Embedded systems (automotive, aerospace)
Real-time audio/video processing
Any system where latency is business-critical

Common Misconceptions

“Fast code is just about algorithms” - Wrong. Memory layout, cache behavior, branch prediction, and system architecture matter more than big-O complexity at this level.
“Lock-free means faster” - Not always. Lock-free has overhead (CAS loops, memory barriers). It wins when contention is high or holding locks is dangerous, not universally.
“C++ is automatically fast” - C++ gives you control, not speed. You can write slow C++ easily. Speed comes from understanding what the compiler generates and what the hardware does.
“Latency and throughput are the same” - They are often opposed. Batching improves throughput but hurts latency. HFT cares about latency at P99.9, even at throughput cost.
“SIMD is just for math” - SIMD excels at data-parallel conditionals too. Comparing 8 prices at once is as useful as adding 8 numbers.

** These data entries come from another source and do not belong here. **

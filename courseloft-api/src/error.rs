/// Error handling for the API server
///
/// One unified error type that maps onto HTTP responses. Handlers return
/// `ApiResult<T>`; service-layer errors convert via `From` so the domain
/// crate never knows about status codes.
///
/// Every error renders as the standard envelope:
///
/// ```json
/// { "message": "no available spots in this course", "status": 409 }
/// ```
///
/// Internal failures are logged with their detail and surface as an opaque
/// 500.
use crate::response::Envelope;
use axum::http::StatusCode;
use axum::response::{IntoResponse, Response};
use courseloft_shared::admission::AdmissionError;
use courseloft_shared::auth::jwt::JwtError;
use courseloft_shared::auth::middleware::AuthError;
use courseloft_shared::auth::password::PasswordError;
use courseloft_shared::catalog::CatalogError;
use courseloft_shared::recovery::RecoveryError;
use courseloft_shared::store::StoreError;
use std::fmt;

/// API result type alias
pub type ApiResult<T> = Result<T, ApiError>;

/// Unified API error type
#[derive(Debug)]
pub enum ApiError {
    /// Bad request (400)
    BadRequest(String),

    /// Unauthorized (401)
    Unauthorized(String),

    /// Forbidden (403)
    Forbidden(String),

    /// Not found (404)
    NotFound(String),

    /// Conflict (409)
    Conflict(String),

    /// Gone (410) - expired reset token
    Gone(String),

    /// Validation failure (400), one message per failing field
    Validation(Vec<String>),

    /// Internal server error (500); the detail is logged, not returned
    Internal(String),
}

impl ApiError {
    fn status(&self) -> StatusCode {
        match self {
            ApiError::BadRequest(_) | ApiError::Validation(_) => StatusCode::BAD_REQUEST,
            ApiError::Unauthorized(_) => StatusCode::UNAUTHORIZED,
            ApiError::Forbidden(_) => StatusCode::FORBIDDEN,
            ApiError::NotFound(_) => StatusCode::NOT_FOUND,
            ApiError::Conflict(_) => StatusCode::CONFLICT,
            ApiError::Gone(_) => StatusCode::GONE,
            ApiError::Internal(_) => StatusCode::INTERNAL_SERVER_ERROR,
        }
    }
}

impl fmt::Display for ApiError {
    fn fmt(&self, f: &mut fmt::Formatter<'_>) -> fmt::Result {
        match self {
            ApiError::BadRequest(msg)
            | ApiError::Unauthorized(msg)
            | ApiError::Forbidden(msg)
            | ApiError::NotFound(msg)
            | ApiError::Conflict(msg)
            | ApiError::Gone(msg)
            | ApiError::Internal(msg) => write!(f, "{}", msg),
            ApiError::Validation(errors) => write!(f, "{}", errors.join("; ")),
        }
    }
}

impl std::error::Error for ApiError {}

impl IntoResponse for ApiError {
    fn into_response(self) -> Response {
        let status = self.status();

        let message = match &self {
            ApiError::Internal(detail) => {
                tracing::error!(detail = %detail, "internal server error");
                "internal server error".to_string()
            }
            other => other.to_string(),
        };

        Envelope::new(status, message).into_response()
    }
}

/// Collects `validator` failures into one `Validation` error
pub fn validation_error(errors: validator::ValidationErrors) -> ApiError {
    let mut messages: Vec<String> = errors
        .field_errors()
        .iter()
        .flat_map(|(field, errs)| {
            errs.iter().map(move |e| match &e.message {
                Some(msg) => format!("{}: {}", field, msg),
                None => format!("{}: invalid value", field),
            })
        })
        .collect();
    messages.sort();
    ApiError::Validation(messages)
}

impl From<StoreError> for ApiError {
    fn from(err: StoreError) -> Self {
        match err {
            StoreError::Duplicate(constraint) => {
                ApiError::Conflict(format!("duplicate record: {constraint}"))
            }
            StoreError::Backend(detail) => ApiError::Internal(detail),
        }
    }
}

impl From<AdmissionError> for ApiError {
    fn from(err: AdmissionError) -> Self {
        match err {
            AdmissionError::CourseNotFound | AdmissionError::MembershipNotFound => {
                ApiError::NotFound(err.to_string())
            }
            AdmissionError::OwnerEnrollment => ApiError::Forbidden(err.to_string()),
            AdmissionError::NoAvailableSpots | AdmissionError::AlreadyEnrolled => {
                ApiError::Conflict(err.to_string())
            }
            AdmissionError::Store(store) => store.into(),
        }
    }
}

impl From<RecoveryError> for ApiError {
    fn from(err: RecoveryError) -> Self {
        match err {
            RecoveryError::UserNotFound | RecoveryError::TokenNotFound => {
                ApiError::NotFound(err.to_string())
            }
            RecoveryError::TokenExpired => ApiError::Gone(err.to_string()),
            RecoveryError::Hash(hash) => hash.into(),
            RecoveryError::Store(store) => store.into(),
        }
    }
}

impl From<CatalogError> for ApiError {
    fn from(err: CatalogError) -> Self {
        match err {
            CatalogError::CourseNotFound => ApiError::NotFound(err.to_string()),
            CatalogError::NotCourseOwner => ApiError::Forbidden(err.to_string()),
            CatalogError::InvalidCapacity | CatalogError::InvalidReleaseDate => {
                ApiError::BadRequest(err.to_string())
            }
            CatalogError::Store(store) => store.into(),
        }
    }
}

impl From<PasswordError> for ApiError {
    fn from(err: PasswordError) -> Self {
        match err {
            PasswordError::TooWeak(rule) => ApiError::BadRequest(rule.to_string()),
            other => ApiError::Internal(other.to_string()),
        }
    }
}

impl From<JwtError> for ApiError {
    fn from(err: JwtError) -> Self {
        ApiError::Unauthorized(err.to_string())
    }
}

impl From<AuthError> for ApiError {
    fn from(err: AuthError) -> Self {
        ApiError::Unauthorized(err.to_string())
    }
}

#[cfg(test)]
mod tests {
    use super::*;

    #[test]
    fn test_owner_enrollment_maps_to_forbidden() {
        let api: ApiError = AdmissionError::OwnerEnrollment.into();
        assert_eq!(api.status(), StatusCode::FORBIDDEN);
        assert_eq!(api.to_string(), "task not allowed");
    }

    #[test]
    fn test_full_course_maps_to_conflict() {
        let api: ApiError = AdmissionError::NoAvailableSpots.into();
        assert_eq!(api.status(), StatusCode::CONFLICT);
    }

    #[test]
    fn test_expired_reset_token_maps_to_gone() {
        let api: ApiError = RecoveryError::TokenExpired.into();
        assert_eq!(api.status(), StatusCode::GONE);
    }

    #[test]
    fn test_weak_password_maps_to_bad_request() {
        let api: ApiError = PasswordError::TooWeak("Password must contain a digit").into();
        assert_eq!(api.status(), StatusCode::BAD_REQUEST);
        assert_eq!(api.to_string(), "Password must contain a digit");
    }

    #[test]
    fn test_backend_detail_is_not_leaked() {
        let api: ApiError = StoreError::Backend("connection refused at 10.0.0.3".to_string()).into();
        let response = api.into_response();
        assert_eq!(response.status(), StatusCode::INTERNAL_SERVER_ERROR);
    }

    #[test]
    fn test_validation_error_collects_fields() {
        let mut errors = validator::ValidationErrors::new();
        let mut field = validator::ValidationError::new("email");
        field.message = Some("Invalid email format".into());
        errors.add("email", field);
        let api = validation_error(errors);
        assert_eq!(api.status(), StatusCode::BAD_REQUEST);
        assert!(api.to_string().contains("email"));
    }
}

Concepts You Must Understand First

Stop and research these before coding:

1. Market Microstructure

How do financial markets actually work?

Concept	Description	Why It Matters
Order Book	Sorted list of buy/sell orders by price	Central data structure you’ll build
Bid/Ask Spread	Gap between best buy and sell prices	Profit opportunity for market makers
Market Order	Execute immediately at best available price	Creates latency pressure
Limit Order	Execute only at specified price or better	Rests in order book
Matching Engine	Core component that matches buyers to sellers	Your SIMD optimization target

              ORDER BOOK VISUALIZATION

         BID SIDE                    ASK SIDE
    (buyers want to buy)         (sellers want to sell)

    Price   Quantity              Price   Quantity
    -----   --------              -----   --------
    $99.97     1,000   <-- best   $100.03    500   <-- best ask
    $99.95     2,500              $100.05  1,200
    $99.90     5,000              $100.10  3,000
    $99.85     3,200              $100.15  2,800
                                           ^^^^
                 SPREAD = $0.06            |
                 (100.03 - 99.97)          |
                                           |
    When a BUY market order arrives -------+
    it matches against best ask

Book Reference: “Trading and Exchanges” by Larry Harris - Ch. 1-4

2. Lock-Free SPSC Queue

The market data path must be lock-free. A Single-Producer Single-Consumer (SPSC) queue is the simplest lock-free structure.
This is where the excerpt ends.